According to the results of this analysis, DORII applications have been classified into two different groups:

1. Applications that process pre-collected data
   • Network Centric Seismic Simulation (NCSS)
   • Oceanographic and coastal observation and modelling Mediterranean Ocean Observing Network (FLOAT, GLIDER, OPATM-BFM)
   • Oceanographic and coastal observation and modelling using imaging (HORUS Bench – two cases: Application to test algorithms, Application running numerical models with information coming from the camera stations)
2. Applications working on data acquired in real time
   • Earthquake Early Warning System (EEWS)
   • Simulation and Monitoring system for Inland Waters and Reservoirs (SMIWR)
   • On-line Data Analysis in Experimental Science (three cases: SAXS, SYRMEP, SRD)
     

For each group, the following network requirements have been identified:

1. Applications that process pre-collected data
   • Multicast or point-to-multipoint LSPs (Label Switched Paths) are not necessary
   • Bandwidth requirements cover a wide range – from 1 to 100 Mb/s, but none needs very large data pipes (in the order of a few Gb/s)
   • All applications require low packet loss, but (with the exception of one) they can tolerate some delay and jitter;
   • The nature of the majority of traffic sources is VBR (Variable Bit Rate), i.e., the sources are bursty
2. Applications working on data acquired in real time
   • Multicast or point-to-multipoint LSPs are not necessary
   • Bandwidth requirements cover a wide range, but no large data pipes are needed
   • There are variable requirements in terms of packet loss (from very low to high) and jitter (from none to high) that may be tolerated
   • The nature of the traffic is bursty

For further details see DSA1.1

Guidelines

• Bandwidth reservation with book-ahead scheduling may be useful and should indeed be applied in some cases.
• High reliability is always required.
• It would be advisable to upgrade local access networks (LANs) to the Gigabit level and to introduce traffic priority mechanisms. Layer 2 VPNs and, in some cases, point-to-point guaranteed bandwidth connections should be implemented on the backbone.
• Bandwidth on Demand (BoD) and the adoption of IPv6 are not strictly necessary, but they would be worth experimenting for some applications.

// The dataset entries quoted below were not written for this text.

use bytes::{BufMut, Bytes, BytesMut};

use publish_proxy_common::tools::convert_to_u64;
use publish_proxy_common::{HeaderMap, ResPkt};

use crate::error::DecodeError;
use crate::head::{find_head_end, parse_version, split_head};
use crate::MAX_HEAD_SIZE;

/// Parses a complete upstream response, keeping the raw bytes for relaying.
pub fn parse_response(raw: Bytes) -> Result<ResPkt, DecodeError> {
    let head_len = match find_head_end(&raw) {
        Some(end) if end <= MAX_HEAD_SIZE => end,
        Some(_) => return Err(DecodeError::HeadTooLarge(MAX_HEAD_SIZE)),
        None => {
            if raw.len() > MAX_HEAD_SIZE {
                return Err(DecodeError::HeadTooLarge(MAX_HEAD_SIZE));
            }
            return Err(DecodeError::NotEnoughData);
        }
    };
    let (status_line, headers) = split_head(&raw[..head_len - 4])?;

    let mut parts = status_line.splitn(3, ' ');
    let version = parts.next().ok_or(DecodeError::InvalidStatusLine)?;
    let version = parse_version(version)?;
    let status = parts.next()
        .filter(|it| it.len() == 3)
        .and_then(|it| convert_to_u64(it.as_bytes()))
        .ok_or(DecodeError::InvalidStatusLine)?;

    Ok(ResPkt {
        status: status as u16,
        version,
        headers,
        head_len,
        raw_bytes: raw,
    })
}

pub fn reason_phrase(status: u16) -> &'static str {
    match status {
        200 => "OK",
        400 => "Bad Request",
        403 => "Forbidden",
        404 => "Not Found",
        413 => "Payload Too Large",
        431 => "Request Header Fields Too Large",
        500 => "Internal Server Error",
        501 => "Not Implemented",
        502 => "Bad Gateway",
        503 => "Service Unavailable",
        504 => "Gateway Timeout",
        _ => "Unknown",
    }
}

/// Builds a response generated by the proxy itself.
pub fn build_response(status: u16, body: &[u8], keep_alive: bool) -> ResPkt {
    let mut headers = HeaderMap::new();
    headers.append("Content-Type", "text/plain");
    headers.append("Content-Length", &body.len().to_string());
    if !keep_alive {
        headers.append("Connection", "close");
    }

    let mut buf = BytesMut::with_capacity(128 + body.len());
    buf.put_slice(format!("HTTP/1.1 {} {}\r\n", status, reason_phrase(status)).as_bytes());
    for (name, value) in headers.iter() {
        buf.put_slice(format!("{}: {}\r\n", name, value).as_bytes());
    }
    buf.put_slice(b"\r\n");
    let head_len = buf.len();
    buf.put_slice(body);

    ResPkt {
        status,
        version: 1,
        headers,
        head_len,
        raw_bytes: buf.freeze(),
    }
}

pub fn encode_response(status: u16, body: &[u8], keep_alive: bool) -> Bytes {
    build_response(status, body, keep_alive).raw_bytes
}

To evaluate the impact of network performance on DORII applications, two complementary approaches have ben adopted:

1. The first one relies on the deployment of a passive measurement infrastructure and requires installing, enabling and configuring SNMP on all routers and grid resources (IEs, CEs, SEs). Traffic statistics are collected by a central management system and later analyzed. However, it is sometimes difficult to follow this approach because the configuration of all the routers and hosts involved in the network infrastructure to be monitored requires the cooperation of several counterparts and, moreover, data export may represent a network security hole.
2. The second one includes the deployment of active measurement tools for delay and bandwidth measurement at client side, the collection of traffic statistics and then the correlation of client-side measurements with network performance statistics collected at the network level.

This approach is depicted in the following figure.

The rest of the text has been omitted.